Always send `stream_options.include_usage: true` if you bill or log per-token. With it, the server emits a final usage chunk so you get exact token counts even when the client disconnects mid-stream.

## SSE format

Each delta chunk:

```
data: {"id":"chatcmpl-…","object":"chat.completion.chunk","created":1740000000,"model":"electron","choices":[{"index":0,"delta":{"content":"Hello"},"finish_reason":null}]}
```

Field-by-field:

| Field                         | Meaning                                                                                                                  |
| ----------------------------- | ------------------------------------------------------------------------------------------------------------------------ |
| `choices[0].delta.role`       | Sent once, on the first chunk (`"assistant"`).                                                                           |
| `choices[0].delta.content`    | Partial content. Concatenate across chunks to reconstruct the full message.                                              |
| `choices[0].delta.tool_calls` | Partial function-call payload — see [Tool Calling: Streaming](/waves/documentation/llm-electron/tool-calling#streaming). |
| `choices[0].finish_reason`    | `null` until the final content delta, then `"stop"` / `"length"` / `"tool_calls"`.                                       |

### Final usage chunk (with `include_usage: true`)

After the final content delta and before `[DONE]`, the server emits one extra chunk with empty `choices` and a `usage` object:

```
data: {"id":"chatcmpl-…","object":"chat.completion.chunk","created":1740000000,"model":"electron","choices":[],"usage":{"prompt_tokens":20,"completion_tokens":8,"total_tokens":28,"prompt_tokens_details":{"cached_tokens":0}}}

data: [DONE]
```

## Consuming the stream

```python Python
import os
from openai import OpenAI

client = OpenAI(
    base_url="https://api.smallest.ai/waves/v1",
    api_key=os.environ["SMALLEST_API_KEY"],
)

stream = client.chat.completions.create(
    model="electron",
    messages=[{"role": "user", "content": "Tell me a fun fact."}],
    stream=True,
    stream_options={"include_usage": True},
)

text = ""
usage = None
for chunk in stream:
    if chunk.choices and chunk.choices[0].delta.content:
        delta = chunk.choices[0].delta.content
        print(delta, end="", flush=True)
        text += delta
    if chunk.usage is not None:
        usage = chunk.usage

print(f"\n\ntokens: {usage}")
```

```javascript JavaScript
import OpenAI from "openai";

const client = new OpenAI({
  baseURL: "https://api.smallest.ai/waves/v1",
  apiKey: process.env.SMALLEST_API_KEY,
});

const stream = await client.chat.completions.create({
  model: "electron",
  messages: [{ role: "user", content: "Tell me a fun fact." }],
  stream: true,
  stream_options: { include_usage: true },
});

let text = "";
let usage;
for await (const chunk of stream) {
  const delta = chunk.choices[0]?.delta?.content;
  if (delta) {
    process.stdout.write(delta);
    text += delta;
  }
  if (chunk.usage) usage = chunk.usage;
}
console.log("\n\ntokens:", usage);
```

```bash cURL (raw SSE)
curl -N -X POST "https://api.smallest.ai/waves/v1/chat/completions" \
  -H "Authorization: Bearer $SMALLEST_API_KEY" \
  -H "Content-Type: application/json" \
  -d '{
    "model": "electron",
    "messages": [{"role":"user","content":"Tell me a fun fact."}],
    "stream": true,
    "stream_options": {"include_usage": true}
  }'
```

## Client disconnect behavior

If the client closes the connection mid-stream, the server still finalizes usage and records the tokens that were actually generated.

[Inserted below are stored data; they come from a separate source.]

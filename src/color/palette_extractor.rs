//! Dominant color palette extraction
//!
//! Resamples the source image to a small fixed grid, decodes it to RGB
//! points (alpha dropped) and clusters those points with k-means. The
//! centroids, in clusterer order, form the palette.

use image::{DynamicImage, RgbaImage};
use palette::Srgb;
use tracing::{debug, warn};

use crate::color::conversion::{point_to_srgb, rgb8_to_point};
use crate::color::kmeans::{KMeansClusterer, Point};
use crate::config::{PipelineConfig, ResizeFilter};
use crate::constants::{clustering, sampling};
use crate::{EmotionError, Result};

/// Palette extractor with a fixed sampling grid and clusterer
#[derive(Debug, Clone)]
pub struct PaletteExtractor {
    clusterer: KMeansClusterer,
    sample_width: u32,
    sample_height: u32,
    filter: ResizeFilter,
}

impl Default for PaletteExtractor {
    fn default() -> Self {
        Self::new(clustering::DEFAULT_CLUSTERS)
    }
}

impl PaletteExtractor {
    /// Create an extractor producing `n_clusters` colors on the default 100×100 grid
    pub fn new(n_clusters: usize) -> Self {
        Self {
            clusterer: KMeansClusterer::new(n_clusters),
            sample_width: sampling::SAMPLE_WIDTH,
            sample_height: sampling::SAMPLE_HEIGHT,
            filter: ResizeFilter::default(),
        }
    }

    /// Create an extractor from pipeline settings
    pub fn from_config(config: &PipelineConfig) -> Self {
        Self {
            clusterer: KMeansClusterer::new(config.n_clusters)
                .with_max_iterations(config.max_iterations)
                .with_optional_seed(config.seed),
            sample_width: config.sample_width,
            sample_height: config.sample_height,
            filter: config.resize_filter,
        }
    }

    /// Replace the clusterer, e.g. to pin a seed
    pub fn with_clusterer(mut self, clusterer: KMeansClusterer) -> Self {
        self.clusterer = clusterer;
        self
    }

    pub fn with_sample_size(mut self, width: u32, height: u32) -> Self {
        self.sample_width = width;
        self.sample_height = height;
        self
    }

    pub fn with_filter(mut self, filter: ResizeFilter) -> Self {
        self.filter = filter;
        self
    }

    pub fn n_clusters(&self) -> usize {
        self.clusterer.k()
    }

    /// Extract the palette of an image
    ///
    /// # Errors
    ///
    /// - `DecodeFailure` if the image has no pixels
    /// - `InvalidParameter` if the sampling grid is empty
    /// - `InsufficientData` if the grid holds fewer pixels than clusters
    pub fn extract(&self, image: &DynamicImage) -> Result<Vec<Srgb<f64>>> {
        if image.width() == 0 || image.height() == 0 {
            return Err(EmotionError::decode(format!(
                "image has no pixels ({}x{})",
                image.width(),
                image.height()
            )));
        }
        if self.sample_width == 0 || self.sample_height == 0 {
            return Err(EmotionError::invalid_parameter(
                "sample_size",
                format!("{}x{}", self.sample_width, self.sample_height),
            ));
        }

        let points = self.sample_points(image);
        debug!(
            source_width = image.width(),
            source_height = image.height(),
            samples = points.len(),
            "sampled image for clustering"
        );

        let centroids = self.clusterer.cluster(&points)?;
        Ok(centroids.into_iter().map(point_to_srgb).collect())
    }

    /// Extract the palette of a raw RGBA8 buffer
    ///
    /// `rgba` must hold exactly `width * height * 4` bytes.
    pub fn extract_from_rgba(&self, width: u32, height: u32, rgba: &[u8]) -> Result<Vec<Srgb<f64>>> {
        let image = rgba_to_image(width, height, rgba)?;
        self.extract(&image)
    }

    /// Extract the palette, logging and swallowing any failure
    ///
    /// An empty result means "no palette available".
    pub fn extract_or_empty(&self, image: &DynamicImage) -> Vec<Srgb<f64>> {
        self.extract(image).unwrap_or_else(|err| {
            warn!(error = %err, "palette extraction failed");
            Vec::new()
        })
    }

    fn sample_points(&self, image: &DynamicImage) -> Vec<Point> {
        let resized = image.resize_exact(
            self.sample_width,
            self.sample_height,
            self.filter.filter_type(),
        );
        resized
            .to_rgb8()
            .pixels()
            .map(|pixel| rgb8_to_point(pixel.0))
            .collect()
    }
}

/// Wrap a raw RGBA8 buffer as an image
pub fn rgba_to_image(width: u32, height: u32, rgba: &[u8]) -> Result<DynamicImage> {
    let expected = width as usize * height as usize * sampling::RGBA_BYTES_PER_PIXEL;
    if rgba.len() != expected {
        return Err(EmotionError::decode(format!(
            "RGBA buffer holds {} bytes, expected {} for {}x{}",
            rgba.len(),
            expected,
            width,
            height
        )));
    }

    RgbaImage::from_raw(width, height, rgba.to_vec())
        .map(DynamicImage::ImageRgba8)
        .ok_or_else(|| EmotionError::decode("RGBA buffer could not be wrapped as an image"))
}

/// Extract `n_clusters` dominant colors, or nothing if extraction fails
pub fn extract_palette(image: &DynamicImage, n_clusters: usize) -> Vec<Srgb<f64>> {
    PaletteExtractor::new(n_clusters).extract_or_empty(image)
}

You're billed only for what the model produced before the disconnect — no double-charge on retry.

## Latency profile

* **Time to first token (TTFT):** typically under 300 ms warm.
* Per-token interval after the first token: a few milliseconds; full sentences arrive in tens of milliseconds.

For voice-agent pipelines, start your TTS engine on the first `delta.content` chunk to mask end-to-end latency. See [Best Practices](/waves/documentation/llm-electron/best-practices) and the [Voice Agent cookbook](/waves/documentation/cookbooks/voice-agent-electron-pulse-lightning).